WORK REQUEST:
I would like the number of lines in the data that contain the word "value". Please give that number alone.

——

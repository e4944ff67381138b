//! Configuration loading from TOML files
//!
//! Config file is selected via:
//! 1. --config <path> command line argument (parsed by the binaries)
//! 2. CONFIG_FILE environment variable
//! 3. Default: config/node.toml
//!
//! A missing or unparsable file falls back to defaults with a warning. A file
//! that parses but describes an impossible schedule is rejected: the node must
//! not start with a wake/sleep window it cannot honor.

use crate::domain::schedule::{parse_weekday, OperatingSchedule, TimeOfDay};
use crate::domain::types::CountMode;
use crate::infra::error::NodeError;
use anyhow::Context;
use serde::Deserialize;
use std::env;
use std::fs;
use std::path::Path;
use std::time::Duration;
use tracing::warn;

#[derive(Debug, Clone, Deserialize)]
pub struct NodeSection {
    pub serial_number: u32,
    pub location: String,
    #[serde(default)]
    pub count_mode: CountMode,
}

#[derive(Debug, Clone, Deserialize)]
pub struct ScheduleSection {
    /// [hour, minute]
    pub wake: [u32; 2],
    /// [hour, minute]
    pub sleep: [u32; 2],
    #[serde(default = "default_weekdays")]
    pub weekdays: Vec<String>,
    #[serde(default = "default_transmit_interval_secs")]
    pub transmit_interval_secs: u64,
    #[serde(default = "default_motion_timeout_ms")]
    pub motion_timeout_ms: u64,
    /// Cadence of the measurement tick
    #[serde(default = "default_sample_interval_ms")]
    pub sample_interval_ms: u64,
    /// Cadence of re-sampling while a crossing awaits confirmation
    #[serde(default = "default_poll_interval_ms")]
    pub poll_interval_ms: u64,
}

fn default_weekdays() -> Vec<String> {
    ["Sun", "Mon", "Tue", "Wed", "Thu"].iter().map(|d| d.to_string()).collect()
}

fn default_transmit_interval_secs() -> u64 {
    60
}

fn default_motion_timeout_ms() -> u64 {
    1000
}

fn default_sample_interval_ms() -> u64 {
    10
}

fn default_poll_interval_ms() -> u64 {
    10
}

#[derive(Debug, Clone, Deserialize)]
pub struct SensorsSection {
    /// GPIO value file of the left beam
    pub left_path: String,
    /// GPIO value file of the right beam
    pub right_path: String,
    /// Beam reads 0 when triggered
    #[serde(default = "default_active_low")]
    pub active_low: bool,
}

fn default_active_low() -> bool {
    true
}

#[derive(Debug, Clone, Deserialize)]
pub struct NetworkSection {
    /// Collector address as host:port
    pub collector_addr: String,
    #[serde(default = "default_transmit_timeout_secs")]
    pub transmit_timeout_secs: u64,
    #[serde(default = "default_lan_timeout_secs")]
    pub lan_timeout_secs: u64,
}

fn default_transmit_timeout_secs() -> u64 {
    5
}

fn default_lan_timeout_secs() -> u64 {
    15
}

#[derive(Debug, Clone, PartialEq, Deserialize)]
pub struct LocationEntry {
    pub name: String,
    /// Capacity used for the load percentage
    pub max: u32,
}

#[derive(Debug, Clone, Deserialize)]
pub struct CollectorSection {
    #[serde(default = "default_collector_bind_address")]
    pub bind_address: String,
    #[serde(default = "default_collector_port")]
    pub port: u16,
    #[serde(default = "default_state_file")]
    pub state_file: String,
    #[serde(default = "default_log_file")]
    pub log_file: String,
    #[serde(default = "default_locations")]
    pub locations: Vec<LocationEntry>,
}

impl Default for CollectorSection {
    fn default() -> Self {
        Self {
            bind_address: default_collector_bind_address(),
            port: default_collector_port(),
            state_file: default_state_file(),
            log_file: default_log_file(),
            locations: default_locations(),
        }
    }
}

fn default_collector_bind_address() -> String {
    "0.0.0.0".to_string()
}

fn default_collector_port() -> u16 {
    80
}

fn default_state_file() -> String {
    "current_state.csv".to_string()
}

fn default_log_file() -> String {
    "transmission_log.csv".to_string()
}

fn default_locations() -> Vec<LocationEntry> {
    [
        ("CSE Aquarium C100", 90),
        ("CSE Aquarium B100", 55),
        ("CSE Aquarium A100", 55),
        ("Harman Science Library - Floor 2 (Loud)", 100),
        ("Harman Science Library - Floor 2 (Quiet)", 50),
        ("Harman Science Library - Floor -1", 150),
        ("Einstein Institute Math Library", 50),
    ]
    .iter()
    .map(|(name, max)| LocationEntry { name: name.to_string(), max: *max })
    .collect()
}

#[derive(Debug, Clone, Deserialize)]
pub struct MetricsSection {
    /// Log a node summary every N windows (0 disables)
    #[serde(default = "default_report_every_windows")]
    pub report_every_windows: u64,
}

impl Default for MetricsSection {
    fn default() -> Self {
        Self { report_every_windows: default_report_every_windows() }
    }
}

fn default_report_every_windows() -> u64 {
    10
}

#[derive(Debug, Clone, Deserialize)]
pub struct TomlConfig {
    pub node: NodeSection,
    pub schedule: ScheduleSection,
    pub sensors: SensorsSection,
    pub network: NetworkSection,
    #[serde(default)]
    pub collector: CollectorSection,
    #[serde(default)]
    pub metrics: MetricsSection,
}

/// Main configuration struct used throughout the application
#[derive(Debug, Clone)]
pub struct Config {
    serial_number: u32,
    location: String,
    count_mode: CountMode,
    schedule: OperatingSchedule,
    sample_interval: Duration,
    poll_interval: Duration,
    left_sensor_path: String,
    right_sensor_path: String,
    sensors_active_low: bool,
    collector_addr: String,
    transmit_timeout: Duration,
    lan_timeout: Duration,
    collector_bind_address: String,
    collector_port: u16,
    state_file: String,
    log_file: String,
    locations: Vec<LocationEntry>,
    report_every_windows: u64,
    config_file: String,
}

impl Default for Config {
    fn default() -> Self {
        Self {
            serial_number: 1,
            location: "Harman Science Library - Floor 2 (Quiet)".to_string(),
            count_mode: CountMode::Cumulative,
            schedule: OperatingSchedule::default(),
            sample_interval: Duration::from_millis(default_sample_interval_ms()),
            poll_interval: Duration::from_millis(default_poll_interval_ms()),
            left_sensor_path: "/sys/class/gpio/gpio12/value".to_string(),
            right_sensor_path: "/sys/class/gpio/gpio14/value".to_string(),
            sensors_active_low: true,
            collector_addr: "192.168.170.34:80".to_string(),
            transmit_timeout: Duration::from_secs(default_transmit_timeout_secs()),
            lan_timeout: Duration::from_secs(default_lan_timeout_secs()),
            collector_bind_address: default_collector_bind_address(),
            collector_port: default_collector_port(),
            state_file: default_state_file(),
            log_file: default_log_file(),
            locations: default_locations(),
            report_every_windows: default_report_every_windows(),
            config_file: "default".to_string(),
        }
    }
}

impl Config {
    /// Config path when none is given on the command line
    pub fn default_config_path() -> String {
        config_path_or_default(env::var("CONFIG_FILE").ok())
    }

    /// Load configuration from a TOML file
    pub fn from_file<P: AsRef<Path>>(path: P) -> Result<Self, NodeError> {
        let path = path.as_ref();
        let content = fs::read_to_string(path)
            .with_context(|| format!("Failed to read config file {}", path.display()))?;

        let toml_config: TomlConfig = toml::from_str(&content)
            .with_context(|| format!("Failed to parse config file {}", path.display()))?;

        Self::from_toml(toml_config, path.display().to_string())
    }

    fn from_toml(toml_config: TomlConfig, config_file: String) -> Result<Self, NodeError> {
        let section = &toml_config.schedule;
        let weekdays = section
            .weekdays
            .iter()
            .map(|name| parse_weekday(name))
            .collect::<Result<Vec<_>, _>>()?;

        let schedule = OperatingSchedule::new(
            TimeOfDay::new(section.wake[0], section.wake[1])?,
            TimeOfDay::new(section.sleep[0], section.sleep[1])?,
            weekdays,
            Duration::from_secs(section.transmit_interval_secs),
            Duration::from_millis(section.motion_timeout_ms),
        )?;

        if section.sample_interval_ms == 0 || section.poll_interval_ms == 0 {
            return Err(NodeError::MalformedScheduleConfig(
                "sample and poll intervals must be positive".to_string(),
            ));
        }

        let network = &toml_config.network;
        if network.transmit_timeout_secs == 0 || network.lan_timeout_secs == 0 {
            return Err(NodeError::InvalidConfig(
                "transmit and LAN timeouts must be positive".to_string(),
            ));
        }

        Ok(Self {
            serial_number: toml_config.node.serial_number,
            location: toml_config.node.location,
            count_mode: toml_config.node.count_mode,
            schedule,
            sample_interval: Duration::from_millis(section.sample_interval_ms),
            poll_interval: Duration::from_millis(section.poll_interval_ms),
            left_sensor_path: toml_config.sensors.left_path,
            right_sensor_path: toml_config.sensors.right_path,
            sensors_active_low: toml_config.sensors.active_low,
            collector_addr: toml_config.network.collector_addr,
            transmit_timeout: Duration::from_secs(toml_config.network.transmit_timeout_secs),
            lan_timeout: Duration::from_secs(toml_config.network.lan_timeout_secs),
            collector_bind_address: toml_config.collector.bind_address,
            collector_port: toml_config.collector.port,
            state_file: toml_config.collector.state_file,
            log_file: toml_config.collector.log_file,
            locations: toml_config.collector.locations,
            report_every_windows: toml_config.metrics.report_every_windows,
            config_file,
        })
    }

    /// Load configuration - tries TOML file first, falls back to defaults.
    /// Schedule errors are never papered over with defaults.
    pub fn load_from_path<P: AsRef<Path>>(path: P) -> Result<Self, NodeError> {
        match Self::from_file(path) {
            Ok(config) => Ok(config),
            Err(NodeError::Config(e)) => {
                warn!(error = %format!("{e:#}"), "config_load_failed_using_defaults");
                Ok(Self::default())
            }
            Err(e) => Err(e),
        }
    }

    /// Capacity of a collector location
    pub fn location_max(&self, name: &str) -> Option<u32> {
        self.locations.iter().find(|entry| entry.name == name).map(|entry| entry.max)
    }

    // Getters for all config fields
    pub fn serial_number(&self) -> u32 {
        self.serial_number
    }

    pub fn location(&self) -> &str {
        &self.location
    }

    pub fn count_mode(&self) -> CountMode {
        self.count_mode
    }

    pub fn schedule(&self) -> &OperatingSchedule {
        &self.schedule
    }

    pub fn sample_interval(&self) -> Duration {
        self.sample_interval
    }

    pub fn poll_interval(&self) -> Duration {
        self.poll_interval
    }

    pub fn left_sensor_path(&self) -> &str {
        &self.left_sensor_path
    }

    pub fn right_sensor_path(&self) -> &str {
        &self.right_sensor_path
    }

    pub fn sensors_active_low(&self) -> bool {
        self.sensors_active_low
    }

    pub fn collector_addr(&self) -> &str {
        &self.collector_addr
    }

    pub fn transmit_timeout(&self) -> Duration {
        self.transmit_timeout
    }

    pub fn lan_timeout(&self) -> Duration {
        self.lan_timeout
    }

    pub fn collector_bind_address(&self) -> &str {
        &self.collector_bind_address
    }

    pub fn collector_port(&self) -> u16 {
        self.collector_port
    }

    pub fn state_file(&self) -> &str {
        &self.state_file
    }

    pub fn log_file(&self) -> &str {
        &self.log_file
    }

    pub fn locations(&self) -> &[LocationEntry] {
        &self.locations
    }

    pub fn report_every_windows(&self) -> u64 {
        self.report_every_windows
    }

    pub fn config_file(&self) -> &str {
        &self.config_file
    }

    /// Builder method for tests and simulation to shorten the window
    pub fn with_schedule(mut self, schedule: OperatingSchedule) -> Self {
        self.schedule = schedule;
        self
    }

    /// Builder method for tests to point at a local collector
    pub fn with_collector_addr(mut self, addr: &str) -> Self {
        self.collector_addr = addr.to_string();
        self
    }

    /// Builder method for tests to shorten the transmit timeout
    pub fn with_transmit_timeout(mut self, timeout: Duration) -> Self {
        self.transmit_timeout = timeout;
        self
    }

    /// Builder method for tests to shorten the link bring-up timeout
    pub fn with_lan_timeout(mut self, timeout: Duration) -> Self {
        self.lan_timeout = timeout;
        self
    }

    /// Builder method for tests to switch what goes on the wire
    pub fn with_count_mode(mut self, mode: CountMode) -> Self {
        self.count_mode = mode;
        self
    }

    /// Builder method for the collector binary's `--port` override
    pub fn with_collector_port(mut self, port: u16) -> Self {
        self.collector_port = port;
        self
    }

    /// Builder method for tests to relocate the collector's CSV files
    pub fn with_collector_files(mut self, state_file: &str, log_file: &str) -> Self {
        self.state_file = state_file.to_string();
        self.log_file = log_file.to_string();
        self
    }
}

fn config_path_or_default(from_env: Option<String>) -> String {
    from_env.filter(|path| !path.is_empty()).unwrap_or_else(|| "config/node.toml".to_string())
}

——

YOUR RESPONSE:
4